Exercise details: In the records below, find each line with the word "symbol" and copy it.

[Excerpts from a dataset]
'''

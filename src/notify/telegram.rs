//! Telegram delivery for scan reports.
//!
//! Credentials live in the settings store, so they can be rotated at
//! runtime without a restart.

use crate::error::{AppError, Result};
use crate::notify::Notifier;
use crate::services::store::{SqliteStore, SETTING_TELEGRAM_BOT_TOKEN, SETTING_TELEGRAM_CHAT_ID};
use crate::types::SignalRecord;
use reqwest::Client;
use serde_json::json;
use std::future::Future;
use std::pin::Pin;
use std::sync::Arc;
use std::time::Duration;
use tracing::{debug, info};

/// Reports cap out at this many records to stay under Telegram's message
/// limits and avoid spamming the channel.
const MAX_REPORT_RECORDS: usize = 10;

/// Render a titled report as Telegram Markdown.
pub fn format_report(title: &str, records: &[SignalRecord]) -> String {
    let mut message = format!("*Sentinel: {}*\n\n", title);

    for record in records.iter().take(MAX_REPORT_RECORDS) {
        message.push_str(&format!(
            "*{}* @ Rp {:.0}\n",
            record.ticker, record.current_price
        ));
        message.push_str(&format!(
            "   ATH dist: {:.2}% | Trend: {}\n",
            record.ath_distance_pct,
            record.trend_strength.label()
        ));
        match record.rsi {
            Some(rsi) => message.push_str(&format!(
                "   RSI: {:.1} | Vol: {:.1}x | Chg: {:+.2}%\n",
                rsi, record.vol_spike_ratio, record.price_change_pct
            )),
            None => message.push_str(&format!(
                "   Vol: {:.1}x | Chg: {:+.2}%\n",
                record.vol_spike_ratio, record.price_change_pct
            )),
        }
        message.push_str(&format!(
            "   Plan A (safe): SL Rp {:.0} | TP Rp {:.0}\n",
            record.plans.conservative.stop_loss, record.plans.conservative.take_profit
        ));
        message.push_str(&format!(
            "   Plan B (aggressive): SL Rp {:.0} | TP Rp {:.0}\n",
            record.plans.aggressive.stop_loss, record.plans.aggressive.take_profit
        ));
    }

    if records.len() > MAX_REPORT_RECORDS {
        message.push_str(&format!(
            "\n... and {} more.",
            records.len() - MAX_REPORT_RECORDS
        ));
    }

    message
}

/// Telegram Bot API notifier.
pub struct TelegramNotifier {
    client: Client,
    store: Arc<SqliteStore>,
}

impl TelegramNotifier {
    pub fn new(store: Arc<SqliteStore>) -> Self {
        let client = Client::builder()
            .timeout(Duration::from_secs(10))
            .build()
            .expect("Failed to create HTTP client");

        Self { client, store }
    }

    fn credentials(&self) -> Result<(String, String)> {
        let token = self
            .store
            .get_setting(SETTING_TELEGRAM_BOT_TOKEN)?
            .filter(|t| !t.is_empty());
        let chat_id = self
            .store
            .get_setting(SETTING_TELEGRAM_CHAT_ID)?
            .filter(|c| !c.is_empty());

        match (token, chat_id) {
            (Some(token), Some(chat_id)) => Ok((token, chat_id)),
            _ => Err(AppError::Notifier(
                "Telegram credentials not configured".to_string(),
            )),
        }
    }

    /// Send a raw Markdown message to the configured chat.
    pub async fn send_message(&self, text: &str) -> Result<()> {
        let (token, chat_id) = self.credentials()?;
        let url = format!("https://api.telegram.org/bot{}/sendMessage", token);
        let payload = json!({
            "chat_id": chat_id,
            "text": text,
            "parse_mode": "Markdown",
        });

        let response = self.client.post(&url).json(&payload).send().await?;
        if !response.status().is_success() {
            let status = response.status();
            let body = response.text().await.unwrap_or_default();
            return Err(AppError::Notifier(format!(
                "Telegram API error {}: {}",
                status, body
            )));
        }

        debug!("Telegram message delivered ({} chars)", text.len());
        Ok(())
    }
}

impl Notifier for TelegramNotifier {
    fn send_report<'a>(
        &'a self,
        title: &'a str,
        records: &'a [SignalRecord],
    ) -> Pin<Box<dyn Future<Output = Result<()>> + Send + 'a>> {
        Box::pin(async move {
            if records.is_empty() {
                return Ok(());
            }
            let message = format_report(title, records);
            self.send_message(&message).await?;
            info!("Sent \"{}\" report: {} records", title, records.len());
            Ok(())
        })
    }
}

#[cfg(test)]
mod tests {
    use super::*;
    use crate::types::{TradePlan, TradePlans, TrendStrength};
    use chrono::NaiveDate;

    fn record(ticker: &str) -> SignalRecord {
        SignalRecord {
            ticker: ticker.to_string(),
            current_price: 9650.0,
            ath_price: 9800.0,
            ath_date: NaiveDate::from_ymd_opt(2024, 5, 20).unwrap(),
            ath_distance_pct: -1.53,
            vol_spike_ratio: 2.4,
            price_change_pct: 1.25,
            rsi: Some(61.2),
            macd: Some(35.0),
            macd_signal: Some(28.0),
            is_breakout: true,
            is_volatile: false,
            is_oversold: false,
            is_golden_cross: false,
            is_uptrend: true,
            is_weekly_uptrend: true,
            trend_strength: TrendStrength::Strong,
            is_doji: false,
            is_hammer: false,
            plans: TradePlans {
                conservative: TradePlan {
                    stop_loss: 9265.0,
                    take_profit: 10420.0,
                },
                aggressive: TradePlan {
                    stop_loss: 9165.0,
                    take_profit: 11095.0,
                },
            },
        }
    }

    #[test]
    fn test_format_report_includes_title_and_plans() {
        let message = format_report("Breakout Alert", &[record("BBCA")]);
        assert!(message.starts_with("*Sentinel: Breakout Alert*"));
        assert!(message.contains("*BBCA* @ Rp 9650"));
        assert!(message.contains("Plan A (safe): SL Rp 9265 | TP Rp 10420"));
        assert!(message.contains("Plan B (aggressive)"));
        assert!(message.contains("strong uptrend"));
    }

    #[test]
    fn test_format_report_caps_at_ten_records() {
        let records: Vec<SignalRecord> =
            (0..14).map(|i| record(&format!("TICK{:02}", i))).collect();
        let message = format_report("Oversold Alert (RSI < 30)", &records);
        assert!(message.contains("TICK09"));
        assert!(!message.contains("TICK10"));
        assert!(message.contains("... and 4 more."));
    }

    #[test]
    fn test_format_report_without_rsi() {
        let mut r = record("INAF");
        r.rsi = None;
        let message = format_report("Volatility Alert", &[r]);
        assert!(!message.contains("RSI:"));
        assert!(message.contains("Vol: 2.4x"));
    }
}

'''
'''

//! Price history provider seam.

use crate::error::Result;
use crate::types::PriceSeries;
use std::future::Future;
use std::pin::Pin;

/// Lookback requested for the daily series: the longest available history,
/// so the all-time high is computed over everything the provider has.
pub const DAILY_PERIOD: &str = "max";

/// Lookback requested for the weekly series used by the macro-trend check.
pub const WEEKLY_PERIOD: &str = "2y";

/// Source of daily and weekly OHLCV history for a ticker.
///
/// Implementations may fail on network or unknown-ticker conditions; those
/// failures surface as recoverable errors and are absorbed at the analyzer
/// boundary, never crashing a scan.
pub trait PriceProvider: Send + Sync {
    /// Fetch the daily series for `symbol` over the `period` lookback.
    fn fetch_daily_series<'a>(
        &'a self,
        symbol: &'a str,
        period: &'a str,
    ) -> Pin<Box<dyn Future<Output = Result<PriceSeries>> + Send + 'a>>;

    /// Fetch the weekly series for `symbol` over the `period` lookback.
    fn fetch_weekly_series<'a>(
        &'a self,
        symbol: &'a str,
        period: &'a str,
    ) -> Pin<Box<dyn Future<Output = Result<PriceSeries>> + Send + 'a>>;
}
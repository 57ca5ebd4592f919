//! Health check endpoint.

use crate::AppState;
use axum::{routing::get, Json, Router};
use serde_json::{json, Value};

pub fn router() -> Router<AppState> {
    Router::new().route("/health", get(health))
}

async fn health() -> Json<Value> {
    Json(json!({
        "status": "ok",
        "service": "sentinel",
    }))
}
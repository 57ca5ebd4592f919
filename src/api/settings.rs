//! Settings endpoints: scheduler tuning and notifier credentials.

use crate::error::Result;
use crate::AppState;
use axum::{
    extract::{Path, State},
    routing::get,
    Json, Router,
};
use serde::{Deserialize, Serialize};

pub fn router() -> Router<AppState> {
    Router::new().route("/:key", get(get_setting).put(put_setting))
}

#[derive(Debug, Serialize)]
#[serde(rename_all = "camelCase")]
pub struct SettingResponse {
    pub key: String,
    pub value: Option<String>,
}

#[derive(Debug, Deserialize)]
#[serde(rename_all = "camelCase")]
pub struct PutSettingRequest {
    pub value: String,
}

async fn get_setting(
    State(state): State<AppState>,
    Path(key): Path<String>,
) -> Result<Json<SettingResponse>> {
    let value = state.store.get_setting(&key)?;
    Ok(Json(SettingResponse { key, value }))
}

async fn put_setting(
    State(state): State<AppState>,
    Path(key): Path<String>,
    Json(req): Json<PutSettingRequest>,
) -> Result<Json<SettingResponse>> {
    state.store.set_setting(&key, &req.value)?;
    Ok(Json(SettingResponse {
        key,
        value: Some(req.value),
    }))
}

'''

Answer to this problem:
    /// Fetch the daily series for `symbol` over the `period` lookback.
        symbol: &'a str,
    /// Fetch the weekly series for `symbol` over the `period` lookback.
        symbol: &'a str,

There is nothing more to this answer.